Task prompt:
Where the string "Duration" appears in a line of the data, show that line.
(Exercise data begins)
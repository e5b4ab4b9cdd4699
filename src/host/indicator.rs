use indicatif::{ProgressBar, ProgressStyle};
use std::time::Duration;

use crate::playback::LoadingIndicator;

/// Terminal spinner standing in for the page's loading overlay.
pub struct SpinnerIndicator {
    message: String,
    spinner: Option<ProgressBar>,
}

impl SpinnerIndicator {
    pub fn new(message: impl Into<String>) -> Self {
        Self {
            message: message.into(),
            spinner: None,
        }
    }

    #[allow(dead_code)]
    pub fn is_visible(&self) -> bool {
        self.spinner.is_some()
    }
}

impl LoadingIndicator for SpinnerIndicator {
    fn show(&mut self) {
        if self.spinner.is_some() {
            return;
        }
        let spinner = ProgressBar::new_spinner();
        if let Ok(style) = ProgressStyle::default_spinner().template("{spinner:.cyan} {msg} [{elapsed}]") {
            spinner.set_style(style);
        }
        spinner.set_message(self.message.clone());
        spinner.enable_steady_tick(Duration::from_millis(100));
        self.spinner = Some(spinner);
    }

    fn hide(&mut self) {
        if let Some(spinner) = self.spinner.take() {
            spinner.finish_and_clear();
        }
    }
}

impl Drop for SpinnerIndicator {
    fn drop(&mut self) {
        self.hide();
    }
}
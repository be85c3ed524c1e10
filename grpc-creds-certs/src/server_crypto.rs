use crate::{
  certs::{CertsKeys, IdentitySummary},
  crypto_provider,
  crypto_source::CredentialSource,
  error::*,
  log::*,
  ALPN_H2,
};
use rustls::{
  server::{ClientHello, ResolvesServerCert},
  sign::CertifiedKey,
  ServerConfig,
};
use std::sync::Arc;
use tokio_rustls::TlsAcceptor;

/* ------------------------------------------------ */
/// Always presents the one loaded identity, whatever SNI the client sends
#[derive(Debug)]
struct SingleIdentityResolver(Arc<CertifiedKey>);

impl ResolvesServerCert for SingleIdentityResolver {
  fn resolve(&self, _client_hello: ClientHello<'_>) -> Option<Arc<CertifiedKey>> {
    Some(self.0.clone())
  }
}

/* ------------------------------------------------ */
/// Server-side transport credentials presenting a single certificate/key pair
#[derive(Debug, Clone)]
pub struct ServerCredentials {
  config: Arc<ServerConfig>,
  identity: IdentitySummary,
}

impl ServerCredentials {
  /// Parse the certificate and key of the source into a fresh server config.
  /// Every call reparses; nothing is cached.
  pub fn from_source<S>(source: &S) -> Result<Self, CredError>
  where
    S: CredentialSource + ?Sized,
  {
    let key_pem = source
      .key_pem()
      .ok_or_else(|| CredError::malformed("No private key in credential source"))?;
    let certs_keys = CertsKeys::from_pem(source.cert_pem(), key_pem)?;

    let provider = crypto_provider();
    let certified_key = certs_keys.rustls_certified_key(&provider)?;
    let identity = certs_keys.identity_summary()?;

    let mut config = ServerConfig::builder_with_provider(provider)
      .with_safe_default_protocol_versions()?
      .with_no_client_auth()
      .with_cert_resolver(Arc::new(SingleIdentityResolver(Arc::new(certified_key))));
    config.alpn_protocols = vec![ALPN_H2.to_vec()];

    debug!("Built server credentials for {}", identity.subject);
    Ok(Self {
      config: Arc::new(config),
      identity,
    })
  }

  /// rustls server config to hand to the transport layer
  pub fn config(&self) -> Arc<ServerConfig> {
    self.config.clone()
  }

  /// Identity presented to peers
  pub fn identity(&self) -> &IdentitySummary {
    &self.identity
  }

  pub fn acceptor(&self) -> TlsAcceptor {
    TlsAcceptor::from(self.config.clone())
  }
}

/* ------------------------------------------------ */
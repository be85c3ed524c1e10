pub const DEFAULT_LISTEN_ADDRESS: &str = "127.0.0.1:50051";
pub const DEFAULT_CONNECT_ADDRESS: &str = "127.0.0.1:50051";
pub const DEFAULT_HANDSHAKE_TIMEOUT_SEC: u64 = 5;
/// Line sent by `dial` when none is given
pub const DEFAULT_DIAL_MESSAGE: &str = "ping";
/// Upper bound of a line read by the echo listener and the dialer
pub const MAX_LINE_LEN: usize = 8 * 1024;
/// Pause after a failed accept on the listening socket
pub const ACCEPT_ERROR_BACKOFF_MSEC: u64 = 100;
(Exercise data ends)
Response box:
use std::time::Duration;
        spinner.enable_steady_tick(Duration::from_millis(100));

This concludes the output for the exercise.